In [1]:
# Import needed libraries
from pyspark.sql import SparkSession
from datetime import datetime
import opendatasets as od
import shutil
import os
import re

In [2]:
# Starting SparkSession
spark = SparkSession.builder.appName("FormatCovidData").getOrCreate()

In [3]:
# Download the Kaggle data required
url = "https://www.kaggle.com/datasets/imdevskp/corona-virus-report/download?datasetVersionNumber=166"
od.download(url, force=True)

Please provide your Kaggle credentials to download this dataset.

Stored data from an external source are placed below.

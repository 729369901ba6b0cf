//! Token filter implementations for token transformation.

use crate::analysis::token::TokenStream;
use crate::error::Result;

/// Trait for filters that transform token streams.
pub trait Filter: Send + Sync {
    /// Apply this filter to a token stream.
    fn filter(&self, tokens: TokenStream) -> Result<TokenStream>;

    /// Get the name of this filter (for debugging and configuration).
    fn name(&self) -> &'static str;
}

// Individual filter modules
pub mod alphabetic;
pub mod lemma;
pub mod lowercase;
pub mod stem;
pub mod stop;

// Re-export all filters for convenient access
pub use alphabetic::AlphabeticFilter;
pub use lemma::LemmaFilter;
pub use lowercase::LowercaseFilter;
pub use stem::{PorterStemmer, StemFilter, Stemmer};
pub use stop::StopFilter;
//! Alphabetic filter implementation.
//!
//! Removes tokens that are not entirely alphabetic: numbers, codes, and
//! tokens with embedded punctuation carry little signal for category
//! classification and would otherwise bloat the vocabulary.

use crate::analysis::token::{Token, TokenStream};
use crate::analysis::token_filter::Filter;
use crate::error::Result;

/// Filter that removes tokens containing any non-alphabetic character.
#[derive(Clone, Debug, Default)]
pub struct AlphabeticFilter;

impl AlphabeticFilter {
    /// Create a new alphabetic filter.
    pub fn new() -> Self {
        AlphabeticFilter
    }
}

impl Filter for AlphabeticFilter {
    fn filter(&self, tokens: TokenStream) -> Result<TokenStream> {
        let filtered: Vec<Token> = tokens
            .filter(|token| !token.is_empty() && token.text.chars().all(char::is_alphabetic))
            .collect();

        Ok(Box::new(filtered.into_iter()))
    }

    fn name(&self) -> &'static str {
        "alphabetic"
    }
}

Learn more: http://bit.ly/kaggle-creds
Your Kaggle username:Your Kaggle Key:Downloading corona-virus-report.zip to ./corona-virus-report


100%|██████████| 19.0M/19.0M [00:02<00:00, 8.09MB/s]





In [4]:
# Put in a list downloaded files
folder = "corona-virus-report"
covid_file_list = os.listdir(f"{folder}/")
print(covid_file_list)

['country_wise_latest.csv', 'covid_19_clean_complete.csv', 'day_wise.csv', 'full_grouped.csv', 'usa_county_wise.csv', 'worldometer_data.csv']


In [5]:
def data_type(x):
    """
    Convert data type automatically
    
    Args:
        x: Value to set data type
    Return:
        Same value, but with the correct data type
    """
    # regex pattern for check dates
    reg_date = re.compile("^\d{4}-\d{2}-\d{2}$")
    reg_date2 = re.compile("^\d{1,2}\/\d{1,2}\/\d{2}$")
    if x == '':
        return None
    else:
        if x.isdigit():
            return int(x)
        # Check if string match with date regex
        elif reg_date.match(x):
            return datetime.strptime(x, "%Y-%m-%d")
        elif reg_date2.match(x):
            return datetime.strptime(x, "%m/%d/%y")
        try:
            return float(x)
        except ValueError:
            return str(x).replace('"', '')

In [6]:
def parse_row(row, regex):
    """
    Parse rows, splitting by comma
    
    Args:
        row: String to be splitted
        regex: regex pattern to split, for ignore commas, in double quotes
    Return:
        Same row, but splited and formated
    """
    columns = re.split(regex, row)
    return list(map(lambda x:data_type(x), columns))

In [7]:
parquet_folder = "corona-virus-parquet-pyspark"
# regex pattern for ignore commas, in double quotes
regex = r',(?=(?:[^"]|"[^"]*")*$)'
# Iterate files downloaded list
for file in covid_file_list:
    print(file)
    # Read file downloaded as RDD
    rdd = spark.sparkContext.textFile(f"./{folder}/{file}")
    # Get header
    header = rdd.first()
    # Remove header from RDD
    data_rdd = rdd.filter(lambda row: row != header)
    # Format RDD to split rows and convert data types
    format_rdd = data_rdd.map(lambda x: parse_row(x, regex))
    # Convert RDD to DataFrame to next convert to parquet
    df = format_rdd.toDF(list(map(lambda x:x.replace('"', ''),re.split(regex, header))))
    print(df.dtypes)
    df.show(5)
    parquet_path = f"{parquet_folder}/{file.split('.')[0]}/"
    # Removing if path exists
    if os.path.exists(parquet_path):
        shutil.rmtree(parquet_path)
    # Saving as parquet
    df.write.parquet(parquet_path)

country_wise_latest.csv
[('Country/Region', 'string'), ('Confirmed', 'bigint'), ('Deaths', 'bigint'), ('Recovered', 'bigint'), ('Active', 'bigint'), ('New cases', 'bigint'), ('New deaths', 'bigint'), ('New recovered', 'bigint'), ('Deaths / 100 Cases', 'double'), ('Recovered / 100 Cases', 'double'), ('Deaths / 100 Recovered', 'double'), ('Confirmed last week', 'bigint'), ('1 week change', 'bigint'), ('1 week % increase', 'double'), ('WHO Region', 'string')]
+--------------+---------+------+---------+------+---------+----------+-------------+------------------+---------------------+----------------------+-------------------+-------------+-----------------+--------------------+
|Country/Region|Confirmed|Deaths|Recovered|Active|New cases|New deaths|New recovered|Deaths / 100 Cases|Recovered / 100 Cases|Deaths / 100 Recovered|Confirmed last week|1 week change|1 week % increase|          WHO Region|
+--------------+---------+------+---------+------+---------+----------+-------------+--------

In [8]:
# Stoping SparkSession
spark.stop()